Assignment » Reproduce the first line of the entries that follow and each later line, word for word, ending with the one containing "impl From<RewardConfig> for".

Stored data »
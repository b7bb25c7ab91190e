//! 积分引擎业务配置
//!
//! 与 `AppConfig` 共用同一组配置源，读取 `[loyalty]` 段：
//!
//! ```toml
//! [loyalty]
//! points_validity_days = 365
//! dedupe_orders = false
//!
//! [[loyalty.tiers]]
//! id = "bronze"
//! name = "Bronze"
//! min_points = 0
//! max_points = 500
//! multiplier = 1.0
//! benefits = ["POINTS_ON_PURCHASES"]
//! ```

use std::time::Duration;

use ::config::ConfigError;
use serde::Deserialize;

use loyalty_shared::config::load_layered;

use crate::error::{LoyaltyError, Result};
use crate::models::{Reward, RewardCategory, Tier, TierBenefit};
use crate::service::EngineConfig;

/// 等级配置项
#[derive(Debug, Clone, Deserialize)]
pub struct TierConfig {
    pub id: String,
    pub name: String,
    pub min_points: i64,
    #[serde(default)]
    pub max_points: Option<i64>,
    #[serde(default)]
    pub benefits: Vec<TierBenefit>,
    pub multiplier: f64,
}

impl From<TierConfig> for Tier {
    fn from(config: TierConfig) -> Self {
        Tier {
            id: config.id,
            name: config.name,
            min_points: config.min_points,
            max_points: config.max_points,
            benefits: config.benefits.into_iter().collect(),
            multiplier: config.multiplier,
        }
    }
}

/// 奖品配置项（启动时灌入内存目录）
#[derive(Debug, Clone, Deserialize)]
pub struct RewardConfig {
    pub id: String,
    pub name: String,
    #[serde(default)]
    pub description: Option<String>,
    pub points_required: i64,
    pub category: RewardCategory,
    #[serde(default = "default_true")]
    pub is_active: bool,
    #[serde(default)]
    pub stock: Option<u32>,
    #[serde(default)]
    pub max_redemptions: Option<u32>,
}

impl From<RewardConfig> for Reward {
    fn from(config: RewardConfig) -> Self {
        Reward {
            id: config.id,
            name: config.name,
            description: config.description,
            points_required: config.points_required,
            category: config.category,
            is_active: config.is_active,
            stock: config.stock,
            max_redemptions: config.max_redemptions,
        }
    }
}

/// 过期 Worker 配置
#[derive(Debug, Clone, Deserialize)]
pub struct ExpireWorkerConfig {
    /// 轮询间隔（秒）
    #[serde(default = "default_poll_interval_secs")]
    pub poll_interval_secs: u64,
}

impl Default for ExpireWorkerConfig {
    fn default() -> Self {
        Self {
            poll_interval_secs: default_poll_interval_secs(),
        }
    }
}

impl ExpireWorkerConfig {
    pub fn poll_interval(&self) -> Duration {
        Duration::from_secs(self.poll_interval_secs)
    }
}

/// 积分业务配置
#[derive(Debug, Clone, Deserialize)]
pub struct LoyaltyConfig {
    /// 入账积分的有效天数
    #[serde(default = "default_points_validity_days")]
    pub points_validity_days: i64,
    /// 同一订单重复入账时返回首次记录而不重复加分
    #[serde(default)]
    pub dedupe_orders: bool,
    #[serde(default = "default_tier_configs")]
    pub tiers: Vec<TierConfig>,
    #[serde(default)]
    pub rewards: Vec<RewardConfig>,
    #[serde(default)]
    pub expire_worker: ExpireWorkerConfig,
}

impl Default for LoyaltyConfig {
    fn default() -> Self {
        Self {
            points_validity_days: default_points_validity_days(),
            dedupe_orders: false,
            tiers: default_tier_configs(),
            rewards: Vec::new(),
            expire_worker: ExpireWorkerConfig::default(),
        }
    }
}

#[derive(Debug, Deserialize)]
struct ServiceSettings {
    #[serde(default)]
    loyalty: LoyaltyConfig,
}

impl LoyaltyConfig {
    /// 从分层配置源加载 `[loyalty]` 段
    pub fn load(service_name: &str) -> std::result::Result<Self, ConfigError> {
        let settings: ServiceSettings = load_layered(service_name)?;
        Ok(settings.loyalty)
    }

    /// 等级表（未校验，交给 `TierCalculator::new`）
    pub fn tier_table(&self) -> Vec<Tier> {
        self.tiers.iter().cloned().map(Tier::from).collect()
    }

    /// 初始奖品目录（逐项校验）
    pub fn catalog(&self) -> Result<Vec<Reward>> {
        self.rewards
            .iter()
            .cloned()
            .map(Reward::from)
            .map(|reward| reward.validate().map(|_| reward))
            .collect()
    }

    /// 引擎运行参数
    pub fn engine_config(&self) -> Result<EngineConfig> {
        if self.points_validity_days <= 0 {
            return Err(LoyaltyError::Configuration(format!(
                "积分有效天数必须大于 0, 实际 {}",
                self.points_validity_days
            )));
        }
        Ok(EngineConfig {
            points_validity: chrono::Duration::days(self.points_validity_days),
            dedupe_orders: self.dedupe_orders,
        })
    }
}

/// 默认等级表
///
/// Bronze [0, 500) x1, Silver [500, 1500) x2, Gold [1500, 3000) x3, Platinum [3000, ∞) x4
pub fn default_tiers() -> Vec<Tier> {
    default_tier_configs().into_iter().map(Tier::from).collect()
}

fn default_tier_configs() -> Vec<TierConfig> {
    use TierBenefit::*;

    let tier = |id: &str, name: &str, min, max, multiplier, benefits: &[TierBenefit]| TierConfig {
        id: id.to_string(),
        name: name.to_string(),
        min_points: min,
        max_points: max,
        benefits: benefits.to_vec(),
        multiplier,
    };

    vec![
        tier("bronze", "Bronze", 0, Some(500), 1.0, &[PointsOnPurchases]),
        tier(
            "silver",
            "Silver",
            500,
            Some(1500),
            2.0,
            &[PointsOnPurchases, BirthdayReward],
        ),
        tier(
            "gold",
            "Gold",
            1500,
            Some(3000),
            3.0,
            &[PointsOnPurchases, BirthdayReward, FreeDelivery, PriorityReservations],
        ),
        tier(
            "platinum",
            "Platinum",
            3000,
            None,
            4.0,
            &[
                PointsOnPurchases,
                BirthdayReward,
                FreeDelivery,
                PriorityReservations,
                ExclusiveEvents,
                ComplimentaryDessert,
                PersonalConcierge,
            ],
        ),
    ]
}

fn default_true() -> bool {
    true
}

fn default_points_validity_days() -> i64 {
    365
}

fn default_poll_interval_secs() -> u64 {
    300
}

Answer »
repository b7bb25c7ab91190e
//! 积分引擎业务配置
//!
//! 与 `AppConfig` 共用同一组配置源，读取 `[loyalty]` 段：
//!
//! ```toml
//! [loyalty]
//! points_validity_days = 365
//! dedupe_orders = false
//!
//! [[loyalty.tiers]]
//! id = "bronze"
//! name = "Bronze"
//! min_points = 0
//! max_points = 500
//! multiplier = 1.0
//! benefits = ["POINTS_ON_PURCHASES"]
//! ```

use std::time::Duration;

use ::config::ConfigError;
use serde::Deserialize;

use loyalty_shared::config::load_layered;

use crate::error::{LoyaltyError, Result};
use crate::models::{Reward, RewardCategory, Tier, TierBenefit};
use crate::service::EngineConfig;

/// 等级配置项
#[derive(Debug, Clone, Deserialize)]
pub struct TierConfig {
    pub id: String,
    pub name: String,
    pub min_points: i64,
    #[serde(default)]
    pub max_points: Option<i64>,
    #[serde(default)]
    pub benefits: Vec<TierBenefit>,
    pub multiplier: f64,
}

impl From<TierConfig> for Tier {
    fn from(config: TierConfig) -> Self {
        Tier {
            id: config.id,
            name: config.name,
            min_points: config.min_points,
            max_points: config.max_points,
            benefits: config.benefits.into_iter().collect(),
            multiplier: config.multiplier,
        }
    }
}

/// 奖品配置项（启动时灌入内存目录）
#[derive(Debug, Clone, Deserialize)]
pub struct RewardConfig {
    pub id: String,
    pub name: String,
    #[serde(default)]
    pub description: Option<String>,
    pub points_required: i64,
    pub category: RewardCategory,
    #[serde(default = "default_true")]
    pub is_active: bool,
    #[serde(default)]
    pub stock: Option<u32>,
    #[serde(default)]
    pub max_redemptions: Option<u32>,
}

impl From<RewardConfig> for Reward {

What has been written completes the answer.